Among the earlier works he composed in the 1980s is a pair of Nocturnes for piano. Pensive and nostalgic, they hark back to that night when Arlen looked out over the burning synagogues of Vienna. “I do not scream or rage about what happened,” he says. “These are essentially sad pieces. The second has quotations from Schubert, as I wanted to capture the disbelief that in this city, the city of Schubert, Kristallnacht could happen. Schubert is the epitome of the soul and beauty of Vienna for me.”

Suddenly the music poured out. “It was as though it had been dammed up inside me for all those years,” he says. “During my working life as a critic, I didn’t have any burdens on me; they were somehow repressed. The music that came out now was nostalgic, postmodern before there was such a thing, and in its own way tonal. My heart is always in my music. My memories are always in it. I revere musical beauty, and whether other people find my music beautiful or not, that is always my aim.”

Arlen and his aunts, November 1928
Arlen and his aunts stand by the family home in November 1928

Arlen’s output is inevitably modest, totalling about 65 works. As he was never able to study orchestration, they are mostly songs and piano music. Most remarkably of all, the composer himself had hardly heard any of them performed until a few years ago, when a proposal came forward to record his music. A two-CD set of the songs (Things Might Be Different on the Gramola label) appeared last year and the piano music has just been recorded for future release by Daniel Wnukowski, who Arlen describes as an “inspirational” pianist. There will be six CDs in all.

All this will add another musical portrait to the already substantial gallery of composers silenced by the Nazis. Michael Haas, author of Forbidden Music: The Jewish Composers Banned by the Nazis, says Arlen is the “quintessential exile composer. The music he writes could never have been written by an Austrian of his generation who had remained in Austria, or by an American. For him, it was a means of trying to come to terms with the loss of homeland, family and culture. His ruminations are sorrowful rather than angry, and many are startlingly beautiful.”

Looking back, Arlen says: “The Vienna of 1938 was an incredible place to be – so many composers, artists, writers, philosophers. What if Kristallnacht had never happened? We know of the gifted Jewish composers interned in Theresienstadt [the “artistic” concentration camp] – like Ullmann and Schulhoff – and the revival of operas by composers such as Schreker, Braunfels and Zemlinsky has shown us what might have been. Musical history would surely have been the richer.”

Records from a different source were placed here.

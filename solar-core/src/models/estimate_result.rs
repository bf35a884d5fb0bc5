use rust_decimal::Decimal;
use serde::{Deserialize, Serialize};

/// Derived estimate, recomputed in full from an [`EstimateInput`].
///
/// Never user-edited and never updated incrementally: the wizard throws
/// the old record away and computes a fresh one whenever results are
/// shown, so stale derived values cannot survive an input change.
///
/// [`EstimateInput`]: super::EstimateInput
#[derive(Debug, Clone, PartialEq, Serialize, Deserialize)]
pub struct EstimateResult {
    /// Whole panels that fit on the roof.
    pub panel_count: u32,

    /// Area actually covered by those panels, in square metres.
    pub usable_area_sqm: f64,

    /// Estimated system output in kW.
    pub estimated_production_kw: f64,

    /// Estimated savings per year.
    pub yearly_savings: Decimal,

    /// Estimated installation cost, rounded to whole currency units.
    pub installation_cost: Decimal,

    /// Years until the installation pays for itself.
    ///
    /// `None` when yearly savings are zero, where a payback period is
    /// undefined rather than infinite.
    pub payback_years: Option<Decimal>,
}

This is no less the case for Arlen himself. “I would have spent my life as a composer,” he says. “Would my music have been different? Surely yes – the music I have written is so heavily influenced by what happened to my family, the tragedies that befell me, the loss of everything in Austria that our family owned, stolen under the Nazis and never returned. If none of this had happened, I would have been a different person.

“I am not a religious Jew, my family were not religious Jews. But I feel that I am a representation of the Jewish spirit, whatever that might be. To me, it is honesty, rectitude, intellectual achievement. I had heard nothing of my music before these recording sessions brought it so wonderfully to life. Now I am 93 years old and I hope that finally my music will be noticed by the public before I die.”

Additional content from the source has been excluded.